La nécessité du lien. Afin de bien appréhender le concept de séparation, il convient de remarquer qu’il est essentiel, à la base, qu’existe un lien de dépendance entre les objets à séparer. C’est la raison pour laquelle la séparation est une « épreuve de l’existence » . En outre, « séparer » signifie que les objets disjoints doivent parvenir à une identité . La séparation est le terme ultime de l’altérité, ce en quoi elle s’accomplit, puisqu’elle se donne dans la finitude véhiculée par l’Autre. D’ailleurs, Lévinas affirme ici une rupture essentielle, celle de la « totalité » qui est fondamentalement rupture par l’Autre divin, dans la révélation : « On peut appeler athéisme cette séparation si complète que l’être séparé se maintient tout seul dans l’existence sans participer à l’être dont il est séparé (…). C’est certainement une grande gloire pour le créateur d’avoir mis sur pied un être capable d’athéisme » .

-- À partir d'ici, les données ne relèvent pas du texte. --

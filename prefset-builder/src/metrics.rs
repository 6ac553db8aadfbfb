//! Binary classification metrics for preference predictions
//!
//! Threshold metrics use a fixed decision threshold of 0.5. Undefined ratios
//! (no predicted positives, no actual positives) report 0.0.
//!
//! AUC is the Mann-Whitney rank statistic with tied scores sharing their
//! average rank. It is undefined, and reported as `None`, when either class
//! is absent.

use chrono::{DateTime, Utc};
use prefset_common::{Error, Result};
use serde::Serialize;
use tracing::debug;
use uuid::Uuid;

/// Score at or above which a prediction counts as positive
pub const DECISION_THRESHOLD: f64 = 0.5;

/// Summary of one evaluation run
#[derive(Debug, Clone, Serialize)]
pub struct MetricsSummary {
    pub run_id: Uuid,
    pub generated_at: DateTime<Utc>,
    pub accuracy: f64,
    pub precision: f64,
    pub recall: f64,
    pub f1: f64,
    pub auc: Option<f64>,
    pub positives: usize,
    pub negatives: usize,
}

impl MetricsSummary {
    /// Compute metrics from binary labels and predicted probabilities
    ///
    /// # Errors
    /// `Error::InvalidInput` when the lengths differ, the input is empty, or a
    /// label is not 0 or 1.
    pub fn compute(labels: &[u8], scores: &[f64]) -> Result<Self> {
        if labels.len() != scores.len() {
            return Err(Error::InvalidInput(format!(
                "{} labels but {} scores",
                labels.len(),
                scores.len()
            )));
        }
        if labels.is_empty() {
            return Err(Error::InvalidInput("no predictions to evaluate".to_string()));
        }
        if let Some(bad) = labels.iter().find(|&&label| label > 1) {
            return Err(Error::InvalidInput(format!("label {} is not binary", bad)));
        }

        let mut tp = 0usize;
        let mut fp = 0usize;
        let mut tn = 0usize;
        let mut fn_ = 0usize;
        for (&label, &score) in labels.iter().zip(scores) {
            let predicted = score >= DECISION_THRESHOLD;
            match (label == 1, predicted) {
                (true, true) => tp += 1,
                (false, true) => fp += 1,
                (false, false) => tn += 1,
                (true, false) => fn_ += 1,
            }
        }

        let accuracy = ratio(tp + tn, labels.len());
        let precision = ratio(tp, tp + fp);
        let recall = ratio(tp, tp + fn_);
        let f1 = if precision + recall > 0.0 {
            2.0 * precision * recall / (precision + recall)
        } else {
            0.0
        };

        let summary = Self {
            run_id: Uuid::new_v4(),
            generated_at: Utc::now(),
            accuracy,
            precision,
            recall,
            f1,
            auc: roc_auc(labels, scores),
            positives: tp + fn_,
            negatives: tn + fp,
        };

        debug!(
            tp,
            fp,
            tn,
            fn_,
            accuracy = summary.accuracy,
            auc = ?summary.auc,
            "Computed metrics"
        );

        Ok(summary)
    }
}

fn ratio(numerator: usize, denominator: usize) -> f64 {
    if denominator == 0 {
        0.0
    } else {
        numerator as f64 / denominator as f64
    }
}

/// ROC AUC by rank statistic; `None` unless both classes are present
pub fn roc_auc(labels: &[u8], scores: &[f64]) -> Option<f64> {
    let n_pos = labels.iter().filter(|&&l| l == 1).count();
    let n_neg = labels.len() - n_pos;
    if n_pos == 0 || n_neg == 0 {
        return None;
    }

    let mut order: Vec<usize> = (0..scores.len()).collect();
    order.sort_by(|&a, &b| scores[a].total_cmp(&scores[b]));

    // 1-based ranks, ties share the average rank of their run
    let mut ranks = vec![0.0f64; scores.len()];
    let mut start = 0;
    while start < order.len() {
        let mut end = start + 1;
        while end < order.len() && scores[order[end]] == scores[order[start]] {
            end += 1;
        }
        let avg_rank = (start + 1 + end) as f64 / 2.0;
        for &idx in &order[start..end] {
            ranks[idx] = avg_rank;
        }
        start = end;
    }

    let pos_rank_sum: f64 = labels
        .iter()
        .zip(&ranks)
        .filter(|(&l, _)| l == 1)
        .map(|(_, &r)| r)
        .sum();

    let n_pos = n_pos as f64;
    let n_neg = n_neg as f64;
    Some((pos_rank_sum - n_pos * (n_pos + 1.0) / 2.0) / (n_pos * n_neg))
}
//! prefset - Preference dataset builder
//!
//! **Usage:**
//! ```bash
//! prefset build --positives liked.csv --pool catalog.csv --out dataset.json
//! prefset build --labeled tracks.csv --out dataset.json
//! prefset estimate --artist "Daft Punk" --title "Around the World" --tags house
//! prefset rank --user 42 --candidates catalog.csv --top-k 10
//! prefset evaluate --predictions preds.csv
//! ```
//!
//! JSON results go to stdout unless `--out` is given; logs go to stderr.

use anyhow::{Context, Result};
use clap::{Parser, Subcommand};
use prefset_builder::dataset::DatasetBuilder;
use prefset_builder::encoder::encoder_from_config;
use prefset_builder::estimator::{RuleBasedEstimator, DEFAULT_DURATION_MS};
use prefset_builder::export::{DatasetExport, Split};
use prefset_builder::features::FeaturePipeline;
use prefset_builder::loader::{load_labeled_tracks, load_predictions, load_tracks, LabeledTracks};
use prefset_builder::metrics::MetricsSummary;
use prefset_builder::model::ModelStore;
use prefset_builder::ranking::{Recommender, DEFAULT_THRESHOLD, DEFAULT_TOP_K};
use prefset_common::config::TomlConfig;
use prefset_common::TrackRecord;
use serde::Serialize;
use std::path::{Path, PathBuf};
use tracing::info;

/// Preference dataset builder
#[derive(Parser, Debug)]
#[clap(name = "prefset")]
#[clap(about = "Build preference training sets, estimate audio descriptors and rank candidates")]
struct Args {
    /// Config file (overrides PREFSET_CONFIG and the per-user config)
    #[clap(long, global = true, value_name = "FILE")]
    config: Option<PathBuf>,

    #[clap(subcommand)]
    command: Command,
}

#[derive(Subcommand, Debug)]
enum Command {
    /// Build a labeled training set from liked tracks and a candidate pool
    Build {
        /// CSV of the user's liked tracks
        #[clap(long, value_name = "FILE", requires = "pool", required_unless_present = "labeled")]
        positives: Option<PathBuf>,

        /// CSV of candidate tracks to draw negatives from
        #[clap(long, value_name = "FILE", requires = "positives")]
        pool: Option<PathBuf>,

        /// Single CSV with a 0/1 `label` column, instead of --positives/--pool
        #[clap(long, value_name = "FILE", conflicts_with_all = ["positives", "pool"])]
        labeled: Option<PathBuf>,

        /// Output JSON file
        #[clap(long, value_name = "FILE")]
        out: PathBuf,

        /// Negatives per positive
        #[clap(long)]
        ratio: Option<usize>,

        /// Sampling and shuffle seed
        #[clap(long)]
        seed: Option<u64>,

        /// Skip feature vectors in the output
        #[clap(long)]
        no_features: bool,
    },

    /// Estimate audio descriptors for a track from its metadata
    Estimate {
        #[clap(long)]
        artist: String,

        #[clap(long)]
        title: String,

        #[clap(long, default_value = "")]
        album: String,

        /// Tags, `|` or `,` separated
        #[clap(long, default_value = "")]
        tags: String,

        #[clap(long, default_value_t = DEFAULT_DURATION_MS)]
        duration_ms: u64,
    },

    /// Rank candidate tracks for a user with their stored model
    Rank {
        #[clap(long)]
        user: String,

        /// CSV of candidate tracks
        #[clap(long, value_name = "FILE")]
        candidates: PathBuf,

        #[clap(long, default_value_t = DEFAULT_TOP_K)]
        top_k: usize,

        /// Minimum probability to recommend
        #[clap(long, default_value_t = DEFAULT_THRESHOLD)]
        threshold: f64,

        /// Model directory (overrides the configured one)
        #[clap(long, value_name = "DIR")]
        models_dir: Option<PathBuf>,

        #[clap(long, value_name = "FILE")]
        out: Option<PathBuf>,
    },

    /// Compute metrics from a `label,score` CSV
    Evaluate {
        #[clap(long, value_name = "FILE")]
        predictions: PathBuf,

        #[clap(long, value_name = "FILE")]
        out: Option<PathBuf>,
    },
}

fn main() -> Result<()> {
    let args = Args::parse();
    let config = TomlConfig::load(args.config.as_deref())?;

    tracing_subscriber::fmt()
        .with_env_filter(
            tracing_subscriber::EnvFilter::try_from_default_env()
                .unwrap_or_else(|_| tracing_subscriber::EnvFilter::new(&config.logging.level)),
        )
        .with_writer(std::io::stderr)
        .init();

    info!("prefset v{}", env!("CARGO_PKG_VERSION"));

    match args.command {
        Command::Build {
            positives,
            pool,
            labeled,
            out,
            ratio,
            seed,
            no_features,
        } => {
            let tracks = match (labeled, positives, pool) {
                (Some(labeled), _, _) => load_labeled_tracks(&labeled)?,
                (None, Some(positives), Some(pool)) => LabeledTracks {
                    positives: load_tracks(&positives)?,
                    pool: load_tracks(&pool)?,
                },
                _ => anyhow::bail!("build needs --labeled, or both --positives and --pool"),
            };
            run_build(config, tracks, &out, ratio, seed, no_features)
        }
        Command::Estimate {
            artist,
            title,
            album,
            tags,
            duration_ms,
        } => {
            let track = TrackRecord::new("cli", artist, title)
                .with_album(album)
                .with_tags(tags)
                .with_duration_ms(duration_ms);
            let descriptors = RuleBasedEstimator::new().estimate(&track);
            write_json(&descriptors, None)
        }
        Command::Rank {
            user,
            candidates,
            top_k,
            threshold,
            models_dir,
            out,
        } => {
            let candidates = load_tracks(&candidates)?;
            let pipeline = FeaturePipeline::select(encoder_from_config(&config.features));
            let store = ModelStore::new(models_dir.unwrap_or_else(|| config.models_dir()));
            let ranked = Recommender::new(&pipeline, &store).recommend(&user, &candidates, top_k, threshold)?;
            write_json(&ranked, out.as_deref())
        }
        Command::Evaluate { predictions, out } => {
            let (labels, scores) = load_predictions(&predictions)?;
            let summary = MetricsSummary::compute(&labels, &scores)?;
            info!(
                accuracy = summary.accuracy,
                f1 = summary.f1,
                auc = ?summary.auc,
                "Evaluation complete"
            );
            write_json(&summary, out.as_deref())
        }
    }
}

// ============================================================================
// build
// ============================================================================

fn run_build(
    mut config: TomlConfig,
    tracks: LabeledTracks,
    out: &Path,
    ratio: Option<usize>,
    seed: Option<u64>,
    no_features: bool,
) -> Result<()> {
    if let Some(ratio) = ratio {
        config.sampling.ratio = ratio;
    }
    if let Some(seed) = seed {
        config.sampling.seed = seed;
    }
    config.validate()?;

    let builder = DatasetBuilder::from_config(&config);
    let set = builder.build(&tracks.positives, &tracks.pool)?;
    let (train, test) = set.stratified_split(config.training.test_fraction, config.sampling.seed)?;

    let pipeline = if no_features {
        None
    } else {
        Some(FeaturePipeline::select(encoder_from_config(&config.features)))
    };

    let export = DatasetExport::assemble(&train, &test, builder.sampler(), pipeline.as_ref())?;
    write_json(&export, Some(out))?;
    info!(
        train = export.split_count(Split::Train),
        test = export.split_count(Split::Test),
        "Wrote dataset to {}",
        out.display()
    );
    Ok(())
}

fn write_json<T: Serialize>(value: &T, out: Option<&Path>) -> Result<()> {
    let json = serde_json::to_string_pretty(value)?;
    match out {
        Some(path) => std::fs::write(path, json)
            .with_context(|| format!("Failed to write {}", path.display()))?,
        None => println!("{}", json),
    }
    Ok(())
}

Elle est voulue de prime abord par l’Autre, le créateur qui se sépare de sa créature : les parents qui se séparent de l’enfant. Mais elle est aussi la tâche qu’a à mener la créature ellemême, le fini (l’enfant par rapport à ses parents). Ainsi, le créateur n’aura vraiment achevé sa créature que lorsque cette dernière se sera séparée grâce aux conditions données par le créateur .

L’altérité : de l’autre au sujet

L’altérité ne peut cependant pas être simplement pour le sujet celle de l’Autre : elle doit devenir celle du sujet comme Autre de son Autre . Pour que le sujet puisse ainsi s’identifier dans le rapport à l’Autre, il doit accueillir ce qui lui en vient. Ainsi accèdera-t-il à la même identité vraie, à la même altérité . L’altérité conduit le sujet à s’identifier dans la relation : « si l’on veut affirmer la vérité de l’existence et pour cela celle de l’altérité, si l’on veut réellement s’arracher à l’altérité fausse du monde ordinaire, il faut à partir de l’altérité, poser objectivement l’identité de l’existence » . Or, malgré l’appartenance à la même espèce, chaque individu est frappé par la différence de l’Autre : l’altérité véhicule « une identité pour l’Autre à travers les différences » . Cette identité doit donc être posée objectivement aux yeux de l’Autre afin de ne pas réduire la différence au besoin de se clore .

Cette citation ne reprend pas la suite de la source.